→ **What is required**: Write the records out again, exactly as they stand below.
(Beginning of Information given)
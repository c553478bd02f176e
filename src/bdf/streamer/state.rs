use std::fmt;

/// Position of the reader in the life cycle of a stream
#[derive(Debug, Clone, Copy, PartialEq, Eq, Hash)]
pub enum ReaderState {
    /// No stream is open
    NoStream,
    /// The global header has been read, no subset yet
    AtBeginning,
    /// At least one subset has been read
    Reading,
    /// The closing top-level boundary has been seen
    AtEnd,
}

impl ReaderState {
    /// Every state
    pub const ALL: [ReaderState; 4] = [
        ReaderState::NoStream,
        ReaderState::AtBeginning,
        ReaderState::Reading,
        ReaderState::AtEnd,
    ];

    /// Whether `operation` may be called in this state
    pub fn permits(&self, operation: Operation) -> bool {
        use Operation::*;
        match self {
            ReaderState::NoStream => matches!(operation, Open | Close),
            ReaderState::AtBeginning => !matches!(operation, Open),
            ReaderState::Reading => !matches!(operation, Open),
            ReaderState::AtEnd => matches!(operation, TestEnd | Query | ReadNext | ReadAll | Close),
        }
    }
}

impl fmt::Display for ReaderState {
    fn fmt(&self, f: &mut fmt::Formatter<'_>) -> fmt::Result {
        let name = match self {
            ReaderState::NoStream => "NoStream",
            ReaderState::AtBeginning => "AtBeginning",
            ReaderState::Reading => "Reading",
            ReaderState::AtEnd => "AtEnd",
        };
        f.write_str(name)
    }
}

/// Classification of the reader's public operations
#[derive(Debug, Clone, Copy, PartialEq, Eq, Hash)]
pub enum Operation {
    /// Opening a stream
    Open,
    /// Reading a field of the global header
    Query,
    /// Testing for the end of the stream
    TestEnd,
    /// Reading the next subset
    Read,
    /// Reading a batch of subsets
    ReadNext,
    /// Reading every remaining subset
    ReadAll,
    /// Closing the stream, always permitted
    Close,
}

impl Operation {
    /// Every operation
    pub const ALL: [Operation; 7] = [
        Operation::Open,
        Operation::Query,
        Operation::TestEnd,
        Operation::Read,
        Operation::ReadNext,
        Operation::ReadAll,
        Operation::Close,
    ];
}

impl fmt::Display for Operation {
    fn fmt(&self, f: &mut fmt::Formatter<'_>) -> fmt::Result {
        let name = match self {
            Operation::Open => "open",
            Operation::Query => "query",
            Operation::TestEnd => "has_subset",
            Operation::Read => "get_subset",
            Operation::ReadNext => "next_subsets",
            Operation::ReadAll => "all_remaining_subsets",
            Operation::Close => "close",
        };
        f.write_str(name)
    }
}
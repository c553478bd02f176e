use std::path::Path;

use anyhow::Result;

use crate::bdf::models::{AttachmentKind, CorrelatorType, GlobalDescriptor};
use crate::bdf::BdfStreamReader;

use super::{ValidationCheck, ValidationReport};

/// Step 1: open the stream and check the global header
///
/// Returns `false` when the stream could not be opened, in which case no
/// further check can run.
pub(crate) fn check_global_header(
    path: &Path,
    reader: &mut BdfStreamReader,
    report: &mut ValidationReport,
) -> Result<bool> {
    if let Err(e) = reader.open(path) {
        report.add_check(ValidationCheck::failed(
            "Global header readable",
            format!("{} ({})", e, e.kind()),
        ));
        return Ok(false);
    }

    let descriptor = reader.descriptor()?;
    report.add_check(ValidationCheck::ok(format!(
        "Global header readable ({} {}, {})",
        descriptor.processor_type,
        descriptor.correlation_mode,
        descriptor.byte_order.name()
    )));

    check_declared_attachments(descriptor, report);
    check_zero_lags(descriptor, report);
    check_spectral_windows(descriptor, report);
    Ok(true)
}

fn check_declared_attachments(descriptor: &GlobalDescriptor, report: &mut ValidationReport) {
    let name = "Declared attachments match correlation mode";
    let mode = descriptor.correlation_mode;
    let mut missing = Vec::new();
    if mode.has_cross() && descriptor.declared_size(AttachmentKind::CrossData).is_none() {
        missing.push(AttachmentKind::CrossData.name());
    }
    if mode.has_auto() && descriptor.declared_size(AttachmentKind::AutoData).is_none() {
        missing.push(AttachmentKind::AutoData.name());
    }

    if missing.is_empty() {
        report.add_check(ValidationCheck::ok(name));
    } else {
        report.add_check(ValidationCheck::failed(
            name,
            format!("mode {} requires {} but no size is declared", mode, missing.join(", ")),
        ));
    }
}

fn check_zero_lags(descriptor: &GlobalDescriptor, report: &mut ValidationReport) {
    if descriptor.declared_size(AttachmentKind::ZeroLags).is_none() {
        return;
    }
    let name = "zeroLags compatible with correlator";
    if descriptor.correlator_type == Some(CorrelatorType::Fx) || !descriptor.is_correlation() {
        report.add_check(ValidationCheck::warning(
            name,
            format!(
                "zeroLags declared for {} {}, any subset carrying them will be rejected",
                descriptor.processor_type,
                descriptor
                    .correlator_type
                    .map_or("(no correlator type)".to_string(), |t| t.to_string())
            ),
        ));
    } else {
        report.add_check(ValidationCheck::ok(name));
    }
}

fn check_spectral_windows(descriptor: &GlobalDescriptor, report: &mut ValidationReport) {
    let name = "Basebands declared";
    let windows: usize = descriptor
        .basebands
        .iter()
        .map(|bb| bb.spectral_windows.len())
        .sum();
    if windows == 0 {
        report.add_check(ValidationCheck::warning(name, "no spectral window is declared"));
    } else {
        report.add_check(ValidationCheck::ok(format!(
            "{} ({} basebands, {} spectral windows)",
            name,
            descriptor.basebands.len(),
            windows
        )));
    }
}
(End of Information given)
→ **Expected answer**:
repository c553478bd02f176e
filename src/bdf/streamer/state.rs
use std::fmt;

/// Position of the reader in the life cycle of a stream
#[derive(Debug, Clone, Copy, PartialEq, Eq, Hash)]
pub enum ReaderState {
    /// No stream is open
    NoStream,
    /// The global header has been read, no subset yet
    AtBeginning,
    /// At least one subset has been read
    Reading,
    /// The closing top-level boundary has been seen
    AtEnd,
}

impl ReaderState {
    /// Every state
    pub const ALL: [ReaderState; 4] = [
        ReaderState::NoStream,
        ReaderState::AtBeginning,
        ReaderState::Reading,
        ReaderState::AtEnd,
    ];

    /// Whether `operation` may be called in this state
    pub fn permits(&self, operation: Operation) -> bool {
        use Operation::*;
        match self {
            ReaderState::NoStream => matches!(operation, Open | Close),
            ReaderState::AtBeginning => !matches!(operation, Open),
            ReaderState::Reading => !matches!(operation, Open),
            ReaderState::AtEnd => matches!(operation, TestEnd | Query | ReadNext | ReadAll | Close),
        }
    }
}

impl fmt::Display for ReaderState {
    fn fmt(&self, f: &mut fmt::Formatter<'_>) -> fmt::Result {
        let name = match self {
            ReaderState::NoStream => "NoStream",
            ReaderState::AtBeginning => "AtBeginning",
            ReaderState::Reading => "Reading",
            ReaderState::AtEnd => "AtEnd",
        };
        f.write_str(name)
    }
}

/// Classification of the reader's public operations
#[derive(Debug, Clone, Copy, PartialEq, Eq, Hash)]
pub enum Operation {
    /// Opening a stream
    Open,
    /// Reading a field of the global header
    Query,
    /// Testing for the end of the stream
    TestEnd,
    /// Reading the next subset
    Read,
    /// Reading a batch of subsets
    ReadNext,
    /// Reading every remaining subset
    ReadAll,
    /// Closing the stream, always permitted
    Close,
}

impl Operation {
    /// Every operation
    pub const ALL: [Operation; 7] = [
        Operation::Open,
        Operation::Query,
        Operation::TestEnd,
        Operation::Read,
        Operation::ReadNext,
        Operation::ReadAll,
        Operation::Close,
    ];
}

impl fmt::Display for Operation {
    fn fmt(&self, f: &mut fmt::Formatter<'_>) -> fmt::Result {
        let name = match self {
            Operation::Open => "open",
            Operation::Query => "query",
            Operation::TestEnd => "has_subset",
            Operation::Read => "get_subset",
            Operation::ReadNext => "next_subsets",
            Operation::ReadAll => "all_remaining_subsets",
            Operation::Close => "close",
        };
        f.write_str(name)
    }
}
repository c553478bd02f176e
use std::path::Path;

use anyhow::Result;

use crate::bdf::models::{AttachmentKind, CorrelatorType, GlobalDescriptor};
use crate::bdf::BdfStreamReader;

use super::{ValidationCheck, ValidationReport};

/// Step 1: open the stream and check the global header
///
/// Returns `false` when the stream could not be opened, in which case no
/// further check can run.
pub(crate) fn check_global_header(
    path: &Path,
    reader: &mut BdfStreamReader,
    report: &mut ValidationReport,
) -> Result<bool> {
    if let Err(e) = reader.open(path) {
        report.add_check(ValidationCheck::failed(
            "Global header readable",
            format!("{} ({})", e, e.kind()),
        ));
        return Ok(false);
    }

    let descriptor = reader.descriptor()?;
    report.add_check(ValidationCheck::ok(format!(
        "Global header readable ({} {}, {})",
        descriptor.processor_type,
        descriptor.correlation_mode,
        descriptor.byte_order.name()
    )));

    check_declared_attachments(descriptor, report);
    check_zero_lags(descriptor, report);
    check_spectral_windows(descriptor, report);
    Ok(true)
}

fn check_declared_attachments(descriptor: &GlobalDescriptor, report: &mut ValidationReport) {
    let name = "Declared attachments match correlation mode";
    let mode = descriptor.correlation_mode;
    let mut missing = Vec::new();
    if mode.has_cross() && descriptor.declared_size(AttachmentKind::CrossData).is_none() {
        missing.push(AttachmentKind::CrossData.name());
    }
    if mode.has_auto() && descriptor.declared_size(AttachmentKind::AutoData).is_none() {
        missing.push(AttachmentKind::AutoData.name());
    }

    if missing.is_empty() {
        report.add_check(ValidationCheck::ok(name));
    } else {
        report.add_check(ValidationCheck::failed(
            name,
            format!("mode {} requires {} but no size is declared", mode, missing.join(", ")),
        ));
    }
}

fn check_zero_lags(descriptor: &GlobalDescriptor, report: &mut ValidationReport) {
    if descriptor.declared_size(AttachmentKind::ZeroLags).is_none() {
        return;
    }
    let name = "zeroLags compatible with correlator";
    if descriptor.correlator_type == Some(CorrelatorType::Fx) || !descriptor.is_correlation() {
        report.add_check(ValidationCheck::warning(
            name,
            format!(
                "zeroLags declared for {} {}, any subset carrying them will be rejected",
                descriptor.processor_type,
                descriptor
                    .correlator_type
                    .map_or("(no correlator type)".to_string(), |t| t.to_string())
            ),
        ));
    } else {
        report.add_check(ValidationCheck::ok(name));
    }
}

fn check_spectral_windows(descriptor: &GlobalDescriptor, report: &mut ValidationReport) {
    let name = "Basebands declared";
    let windows: usize = descriptor
        .basebands
        .iter()
        .map(|bb| bb.spectral_windows.len())
        .sum();
    if windows == 0 {
        report.add_check(ValidationCheck::warning(name, "no spectral window is declared"));
    } else {
        report.add_check(ValidationCheck::ok(format!(
            "{} ({} basebands, {} spectral windows)",
            name,
            descriptor.basebands.len(),
            windows
        )));
    }
}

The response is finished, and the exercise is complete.